What to produce :: Select from the records below every line that has the word "inner" in it.

────────

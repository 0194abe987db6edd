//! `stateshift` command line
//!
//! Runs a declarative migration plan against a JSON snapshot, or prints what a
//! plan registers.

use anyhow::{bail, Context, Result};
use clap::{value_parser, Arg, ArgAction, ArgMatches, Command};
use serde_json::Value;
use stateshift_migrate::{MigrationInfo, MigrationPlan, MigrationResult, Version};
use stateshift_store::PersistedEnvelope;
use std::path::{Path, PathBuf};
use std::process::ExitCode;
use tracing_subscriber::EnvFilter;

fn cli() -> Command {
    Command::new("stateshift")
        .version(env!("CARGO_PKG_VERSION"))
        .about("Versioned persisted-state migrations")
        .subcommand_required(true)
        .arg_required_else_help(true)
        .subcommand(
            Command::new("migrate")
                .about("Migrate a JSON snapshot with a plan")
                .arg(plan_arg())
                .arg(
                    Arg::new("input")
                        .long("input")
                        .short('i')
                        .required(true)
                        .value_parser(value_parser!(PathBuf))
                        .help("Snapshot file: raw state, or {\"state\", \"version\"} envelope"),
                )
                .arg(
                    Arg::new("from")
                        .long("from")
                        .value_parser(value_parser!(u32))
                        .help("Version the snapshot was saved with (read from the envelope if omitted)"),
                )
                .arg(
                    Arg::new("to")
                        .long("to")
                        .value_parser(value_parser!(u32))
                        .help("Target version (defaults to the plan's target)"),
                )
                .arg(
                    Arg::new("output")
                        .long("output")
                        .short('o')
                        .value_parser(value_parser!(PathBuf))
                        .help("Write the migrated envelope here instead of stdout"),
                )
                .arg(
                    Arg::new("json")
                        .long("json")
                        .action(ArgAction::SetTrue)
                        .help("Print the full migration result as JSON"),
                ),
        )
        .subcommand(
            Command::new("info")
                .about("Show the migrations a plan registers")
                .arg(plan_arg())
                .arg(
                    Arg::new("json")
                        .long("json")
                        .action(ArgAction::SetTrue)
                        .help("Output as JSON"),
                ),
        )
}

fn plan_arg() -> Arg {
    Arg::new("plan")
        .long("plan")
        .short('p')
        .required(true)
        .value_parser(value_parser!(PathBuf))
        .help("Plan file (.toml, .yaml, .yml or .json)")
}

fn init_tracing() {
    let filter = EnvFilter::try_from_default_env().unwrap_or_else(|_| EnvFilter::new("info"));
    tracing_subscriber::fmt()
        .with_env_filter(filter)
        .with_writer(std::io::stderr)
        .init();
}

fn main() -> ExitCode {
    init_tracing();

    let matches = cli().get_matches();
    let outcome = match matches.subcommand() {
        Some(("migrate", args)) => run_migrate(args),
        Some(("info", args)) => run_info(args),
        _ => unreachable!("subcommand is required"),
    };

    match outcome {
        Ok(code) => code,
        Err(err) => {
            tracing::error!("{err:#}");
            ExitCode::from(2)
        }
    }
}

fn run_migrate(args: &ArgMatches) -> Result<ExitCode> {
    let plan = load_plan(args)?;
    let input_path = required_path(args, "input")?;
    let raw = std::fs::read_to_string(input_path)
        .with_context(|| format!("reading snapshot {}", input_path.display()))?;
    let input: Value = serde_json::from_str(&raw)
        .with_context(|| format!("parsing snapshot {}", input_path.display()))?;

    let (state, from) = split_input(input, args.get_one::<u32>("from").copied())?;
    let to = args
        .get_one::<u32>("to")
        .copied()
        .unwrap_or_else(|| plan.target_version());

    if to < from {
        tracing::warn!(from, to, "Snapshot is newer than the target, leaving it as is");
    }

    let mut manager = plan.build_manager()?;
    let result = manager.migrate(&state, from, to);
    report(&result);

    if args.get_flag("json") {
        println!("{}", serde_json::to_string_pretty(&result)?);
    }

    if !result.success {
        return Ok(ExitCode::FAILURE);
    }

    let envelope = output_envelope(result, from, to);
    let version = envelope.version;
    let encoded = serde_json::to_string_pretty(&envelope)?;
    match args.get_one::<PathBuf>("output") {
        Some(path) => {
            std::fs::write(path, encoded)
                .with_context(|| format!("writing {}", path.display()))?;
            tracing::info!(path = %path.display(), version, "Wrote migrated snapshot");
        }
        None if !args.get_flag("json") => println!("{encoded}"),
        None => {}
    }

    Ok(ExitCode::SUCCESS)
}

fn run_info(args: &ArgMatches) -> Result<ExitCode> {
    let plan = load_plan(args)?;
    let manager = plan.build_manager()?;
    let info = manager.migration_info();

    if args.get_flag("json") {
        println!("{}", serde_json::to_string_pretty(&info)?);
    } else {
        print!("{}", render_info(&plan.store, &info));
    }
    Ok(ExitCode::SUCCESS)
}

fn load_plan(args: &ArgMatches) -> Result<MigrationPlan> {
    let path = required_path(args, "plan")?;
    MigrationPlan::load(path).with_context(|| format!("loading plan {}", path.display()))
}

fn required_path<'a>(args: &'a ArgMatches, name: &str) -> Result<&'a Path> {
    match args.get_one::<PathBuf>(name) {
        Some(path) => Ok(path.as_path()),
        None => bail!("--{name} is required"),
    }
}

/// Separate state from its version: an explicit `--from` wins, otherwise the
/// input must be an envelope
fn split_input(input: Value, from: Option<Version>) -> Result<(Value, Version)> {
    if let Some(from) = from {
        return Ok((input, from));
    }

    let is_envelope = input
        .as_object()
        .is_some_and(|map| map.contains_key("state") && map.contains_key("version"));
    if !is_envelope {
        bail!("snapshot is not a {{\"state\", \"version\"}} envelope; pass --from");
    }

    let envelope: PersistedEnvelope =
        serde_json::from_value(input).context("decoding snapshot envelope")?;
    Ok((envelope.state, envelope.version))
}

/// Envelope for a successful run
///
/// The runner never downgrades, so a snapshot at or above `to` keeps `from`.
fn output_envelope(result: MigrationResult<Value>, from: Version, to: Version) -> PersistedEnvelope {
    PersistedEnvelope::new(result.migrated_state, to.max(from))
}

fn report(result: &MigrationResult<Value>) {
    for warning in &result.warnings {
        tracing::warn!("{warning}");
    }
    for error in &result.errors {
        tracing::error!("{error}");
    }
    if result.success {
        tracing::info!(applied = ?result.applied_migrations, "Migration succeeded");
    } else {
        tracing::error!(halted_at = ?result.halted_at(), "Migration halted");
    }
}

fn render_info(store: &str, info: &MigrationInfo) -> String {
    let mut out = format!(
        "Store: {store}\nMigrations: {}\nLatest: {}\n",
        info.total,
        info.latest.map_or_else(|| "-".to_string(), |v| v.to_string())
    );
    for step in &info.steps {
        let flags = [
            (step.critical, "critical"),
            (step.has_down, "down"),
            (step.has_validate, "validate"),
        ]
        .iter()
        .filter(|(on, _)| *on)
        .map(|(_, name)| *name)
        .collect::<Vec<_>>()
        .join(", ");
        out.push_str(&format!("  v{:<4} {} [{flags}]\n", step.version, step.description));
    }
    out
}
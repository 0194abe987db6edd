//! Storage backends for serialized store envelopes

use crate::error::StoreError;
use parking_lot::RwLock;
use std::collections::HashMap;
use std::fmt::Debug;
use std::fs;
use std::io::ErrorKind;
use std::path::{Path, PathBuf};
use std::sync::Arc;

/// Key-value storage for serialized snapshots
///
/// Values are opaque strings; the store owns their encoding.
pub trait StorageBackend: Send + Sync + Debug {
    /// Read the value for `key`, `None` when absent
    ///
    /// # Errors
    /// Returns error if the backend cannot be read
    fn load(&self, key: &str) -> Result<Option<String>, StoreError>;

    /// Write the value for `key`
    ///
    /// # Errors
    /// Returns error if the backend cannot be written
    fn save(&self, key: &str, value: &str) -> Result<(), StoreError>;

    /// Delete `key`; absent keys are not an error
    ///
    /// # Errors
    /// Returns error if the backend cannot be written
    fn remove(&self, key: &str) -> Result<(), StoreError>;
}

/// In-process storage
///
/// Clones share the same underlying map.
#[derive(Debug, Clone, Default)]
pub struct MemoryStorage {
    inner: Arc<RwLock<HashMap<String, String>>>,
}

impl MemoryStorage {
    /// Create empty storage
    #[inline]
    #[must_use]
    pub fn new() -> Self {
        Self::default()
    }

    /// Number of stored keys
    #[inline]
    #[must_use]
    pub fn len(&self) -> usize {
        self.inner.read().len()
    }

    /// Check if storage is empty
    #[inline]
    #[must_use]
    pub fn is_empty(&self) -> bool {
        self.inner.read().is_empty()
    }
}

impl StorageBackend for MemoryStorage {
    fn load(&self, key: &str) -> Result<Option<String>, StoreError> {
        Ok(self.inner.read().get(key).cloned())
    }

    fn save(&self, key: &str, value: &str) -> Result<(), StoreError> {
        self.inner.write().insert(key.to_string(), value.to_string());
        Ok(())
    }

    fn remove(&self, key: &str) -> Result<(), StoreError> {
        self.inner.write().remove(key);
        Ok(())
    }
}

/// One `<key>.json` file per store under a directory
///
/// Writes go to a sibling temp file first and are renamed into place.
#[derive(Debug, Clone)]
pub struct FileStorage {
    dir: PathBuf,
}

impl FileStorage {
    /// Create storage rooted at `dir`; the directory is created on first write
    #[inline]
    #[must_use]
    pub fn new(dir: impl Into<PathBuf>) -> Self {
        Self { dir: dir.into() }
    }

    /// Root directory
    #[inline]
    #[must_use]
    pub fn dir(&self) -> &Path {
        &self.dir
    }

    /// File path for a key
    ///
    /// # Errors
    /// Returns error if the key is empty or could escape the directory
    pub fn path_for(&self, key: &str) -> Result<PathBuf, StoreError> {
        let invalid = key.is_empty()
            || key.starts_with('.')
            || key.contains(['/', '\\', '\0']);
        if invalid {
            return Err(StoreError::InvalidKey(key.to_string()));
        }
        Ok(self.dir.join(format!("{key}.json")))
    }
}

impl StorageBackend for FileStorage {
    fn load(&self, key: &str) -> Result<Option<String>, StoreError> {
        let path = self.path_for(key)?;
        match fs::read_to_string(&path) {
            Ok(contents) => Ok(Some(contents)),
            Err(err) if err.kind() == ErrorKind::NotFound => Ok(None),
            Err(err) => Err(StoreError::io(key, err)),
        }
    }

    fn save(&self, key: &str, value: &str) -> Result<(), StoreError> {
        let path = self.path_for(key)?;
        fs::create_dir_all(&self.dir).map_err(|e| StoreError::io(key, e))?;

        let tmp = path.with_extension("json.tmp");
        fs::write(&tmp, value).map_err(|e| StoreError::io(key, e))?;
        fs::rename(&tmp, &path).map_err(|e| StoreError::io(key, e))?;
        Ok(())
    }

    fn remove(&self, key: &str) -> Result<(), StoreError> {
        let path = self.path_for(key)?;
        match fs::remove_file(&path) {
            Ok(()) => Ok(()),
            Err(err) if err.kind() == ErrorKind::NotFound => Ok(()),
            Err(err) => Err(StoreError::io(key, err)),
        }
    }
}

────────

Response ::
    inner: Arc<RwLock<HashMap<String, String>>>,
        self.inner.read().len()
        self.inner.read().is_empty()
        Ok(self.inner.read().get(key).cloned())
        self.inner.write().insert(key.to_string(), value.to_string());
        self.inner.write().remove(key);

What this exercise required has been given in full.